Maintaining sobriety from drug and alcohol use or addiction is a proactive process; certain skills and attitudes need to be developed and utilized.
There is an old adage that states quitting drug and alcohol use is easy, staying quit is the hard part. I’m not sure if I agree with the easy part, but it is a fact that many people have difficulty maintaining abstinence from drug and alcohol use and suffer a relapse. There are certain attitudes and behaviors that can be developed that will decrease the likelihood of returning to drug and alcohol use.
Here is a list of the top 5 sobriety tools:
1. Motivation level – maintaining abstinence from mood altering drugs is definitely doable, but in most cases difficult.
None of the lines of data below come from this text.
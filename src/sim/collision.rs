//! Collision detection primitives
//!
//! Everything in the arena collides as a circle (bullets as points). These
//! functions only answer geometric questions; `damage` decides what a hit does.

use glam::Vec2;

use super::state::Asteroid;

/// Point strictly inside a circle
#[inline]
pub fn point_in_circle(point: Vec2, center: Vec2, radius: f32) -> bool {
    point.distance_squared(center) < radius * radius
}

/// Two circles overlap
#[inline]
pub fn circles_overlap(a: Vec2, radius_a: f32, b: Vec2, radius_b: f32) -> bool {
    point_in_circle(a, b, radius_a + radius_b)
}

/// Index of the asteroid a bullet at `point` hits, searching from the back
/// of the list so that the lookup agrees with reverse-order removal.
pub fn bullet_target(point: Vec2, asteroids: &[Asteroid]) -> Option<usize> {
    (0..asteroids.len())
        .rev()
        .find(|&i| point_in_circle(point, asteroids[i].pos, asteroids[i].radius))
}

/// Ship has crossed the arena edge
#[inline]
pub fn outside_arena(pos: Vec2, center: Vec2, arena_radius: f32) -> bool {
    pos.distance(center) > arena_radius
}

/// How deep into the warning band a position is.
///
/// 0 inside `warning_dist`, rising linearly to 1 at `arena_radius`, clamped.
pub fn boundary_danger(dist: f32, warning_dist: f32, arena_radius: f32) -> f32 {
    if dist <= warning_dist {
        return 0.0;
    }
    let band = (arena_radius - warning_dist).max(f32::EPSILON);
    ((dist - warning_dist) / band).min(1.0)
}

#[cfg(test)]
mod tests {
    use super::*;
    use crate::sim::state::AsteroidKind;

    fn rock(x: f32, y: f32, radius: f32) -> Asteroid {
        Asteroid {
            pos: Vec2::new(x, y),
            vel: Vec2::ZERO,
            kind: AsteroidKind::Large,
            hp: 3,
            radius,
            spin: 0.0,
            angle: 0.0,
            outline: Vec::new(),
        }
    }

    #[test]
    fn test_point_in_circle_is_strict() {
        assert!(point_in_circle(Vec2::new(39.0, 0.0), Vec2::ZERO, 40.0));
        assert!(!point_in_circle(Vec2::new(40.0, 0.0), Vec2::ZERO, 40.0));
    }

    #[test]
    fn test_circles_overlap() {
        assert!(circles_overlap(Vec2::ZERO, 40.0, Vec2::new(50.0, 0.0), 12.0));
        assert!(!circles_overlap(Vec2::ZERO, 40.0, Vec2::new(60.0, 0.0), 12.0));
    }

    #[test]
    fn test_bullet_target_prefers_last() {
        let rocks = vec![rock(0.0, 0.0, 40.0), rock(10.0, 0.0, 40.0), rock(500.0, 0.0, 40.0)];
        assert_eq!(bullet_target(Vec2::new(5.0, 0.0), &rocks), Some(1));
        assert_eq!(bullet_target(Vec2::new(250.0, 0.0), &rocks), None);
    }

    #[test]
    fn test_outside_arena() {
        assert!(!outside_arena(Vec2::new(1800.0, 0.0), Vec2::ZERO, 1800.0));
        assert!(outside_arena(Vec2::new(1801.0, 0.0), Vec2::ZERO, 1800.0));
    }

    #[test]
    fn test_boundary_danger_ramp() {
        assert_eq!(boundary_danger(1000.0, 1440.0, 1800.0), 0.0);
        assert!((boundary_danger(1620.0, 1440.0, 1800.0) - 0.5).abs() < 1e-5);
        assert_eq!(boundary_danger(1800.0, 1440.0, 1800.0), 1.0);
        assert_eq!(boundary_danger(2500.0, 1440.0, 1800.0), 1.0);
    }
}
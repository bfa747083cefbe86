//! Deterministic simulation module
//!
//! All gameplay logic lives here. This module must be pure and deterministic:
//! - Fixed timestep only
//! - Seeded RNG only (owned by the session)
//! - Stable iteration order (reverse index order when removing)
//! - No rendering, audio or platform dependencies; feedback leaves through
//!   `Session::events`

pub mod collision;
pub mod connectivity;
pub mod damage;
pub mod events;
pub mod narrative;
pub mod physics;
pub mod repair;
pub mod session;
pub mod state;
pub mod tick;
pub mod waves;
pub mod weapons;

pub use connectivity::{connected_mask, is_connected, prune_disconnected, world_position};
pub use damage::{damage_part, damage_station, destroy_asteroid};
pub use events::{SimEvent, SoundCue};
pub use narrative::{ActiveMessage, Narrative, NarrativeConfig, NarrativeGraph};
pub use session::{begin_game, create_ship, game_over, start_screen};
pub use state::{
    Asteroid, AsteroidKind, BeatLatches, Bullet, DeathReason, Part, PartKind, Screen, Session,
    Ship, Station,
};
pub use tick::{TickInput, tick};
pub use waves::{create_asteroid, spawn_asteroid, spawn_wave};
In order to achieve difficult goals it makes sense that the motivation has to be very high. People who rank their sobriety as a number one priority often have better results than those who put maintaining recovery on their ‘to do’ list. There should be an absolute commitment not to drinker drug ‘no matter what’.
2. Handling cravings - as sure as the sun will rise tomorrow, thoughts and cravings of using drugs or alcohol will occur to anyone in recovery. The skill that needs to be developed is to stop these thoughts and cravings from becoming an actual using incident. The good news here is that cravings generally decrease in frequency and intensity over time. It helps to have a concrete plan of action in place prior to the occurrence of the craving for using thought.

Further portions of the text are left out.